Scott Morrison is swinging an axe through the public service and cutting loose departmental heads in order to create “mega-departments”, including one in which arts and communications will merge with transport and infrastructure.

 

Dec 05, 2019, updated Dec 05, 2019
Photo: AAP/Mick Tsikas

Photo: AAP/Mick Tsikas

The prime minister is slashing the number of government departments from 18 to 14 in an effort to cut red tape and improve services.

“Having fewer departments will allow us to bust bureaucratic congestion,” he told reporters in Canberra on Thursday.

Several department secretaries are being sacked in the purge: Department secretaries Kerri Hartland (employment), Renée Leon (human services), Mike Mrdak (communications and arts), Daryl Quinlivan (agriculture) and Heather Smith (industry, innovation and science).

Four new mega departments will be created when the changes come into effect on January 1:

* Department of Education merged with Department of Employment and Skills.

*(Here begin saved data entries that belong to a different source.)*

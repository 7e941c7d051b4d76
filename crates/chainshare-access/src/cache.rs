//! Local resolution cache: recorded owners of files this process has seen
//!
//! Best-effort hint only. It answers "is this identity the recorded owner",
//! never "is this identity granted".

use std::collections::HashMap;

use parking_lot::RwLock;
use serde::Serialize;

use crate::address::Address;
use crate::content::ContentId;

#[derive(Clone, Copy, Debug, PartialEq, Eq, Serialize)]
pub struct CacheEntry {
    pub owner: Address,
    /// Unix timestamp
    pub recorded_at: u64,
    /// A registry read has agreed with this entry
    pub confirmed: bool,
}

/// Process-lifetime map of file -> recorded owner
#[derive(Default)]
pub struct ResolutionCache {
    entries: RwLock<HashMap<ContentId, CacheEntry>>,
}

impl ResolutionCache {
    pub fn new() -> Self {
        Self::default()
    }

    /// Record an owner right after a registration was submitted successfully
    pub fn record_pending(&self, file: &ContentId, owner: &Address) {
        self.entries.write().insert(
            file.clone(),
            CacheEntry {
                owner: *owner,
                recorded_at: crate::unix_now(),
                confirmed: false,
            },
        );
    }

    /// Record an owner the registry reported. Replaces any disagreeing entry.
    pub fn confirm(&self, file: &ContentId, owner: &Address) {
        let mut entries = self.entries.write();
        match entries.get_mut(file) {
            Some(entry) if entry.owner == *owner => entry.confirmed = true,
            Some(entry) => {
                tracing::warn!(
                    file = %file,
                    cached = %entry.owner.short(),
                    registry = %owner.short(),
                    "cached owner disagrees with registry; replacing"
                );
                *entry = CacheEntry {
                    owner: *owner,
                    recorded_at: crate::unix_now(),
                    confirmed: true,
                };
            }
            None => {
                entries.insert(
                    file.clone(),
                    CacheEntry {
                        owner: *owner,
                        recorded_at: crate::unix_now(),
                        confirmed: true,
                    },
                );
            }
        }
    }

    pub fn owner_hint(&self, file: &ContentId) -> Option<CacheEntry> {
        self.entries.read().get(file).copied()
    }

    pub fn is_recorded_owner(&self, file: &ContentId, identity: &Address) -> bool {
        self.entries
            .read()
            .get(file)
            .is_some_and(|entry| entry.owner == *identity)
    }

    pub fn remove(&self, file: &ContentId) -> Option<CacheEntry> {
        self.entries.write().remove(file)
    }

    /// Number of cached files
    pub fn len(&self) -> usize {
        self.entries.read().len()
    }

    pub fn is_empty(&self) -> bool {
        self.len() == 0
    }

    /// Clear all entries
    pub fn clear(&self) {
        self.entries.write().clear();
    }
}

* New Department of Infrastructure, Transport, Regional Development and Communications. It will also include arts.

* Department of Agriculture and Water Resources merged with the Department of Environment.

* Department of Industry, Science, Energy and Resources. It now includes emissions reduction and small and family business functions.

The Department of Human Services will be established as a new executive agency called Services Australia within the Department of Social Services.

The remaining 10 departments are unchanged.

Department of Communications and the Arts secretary Mike Mrdak said his department was not consulted about the shock move.

“I was told of the government’s decision to abolish the department late yesterday afternoon,” Mrdak said in a memo.

“We were not permitted any opportunity to provide advice on the machinery of government changes, nor were our views ever sought on any proposal to abolish the department or to changes to our structure and operations.”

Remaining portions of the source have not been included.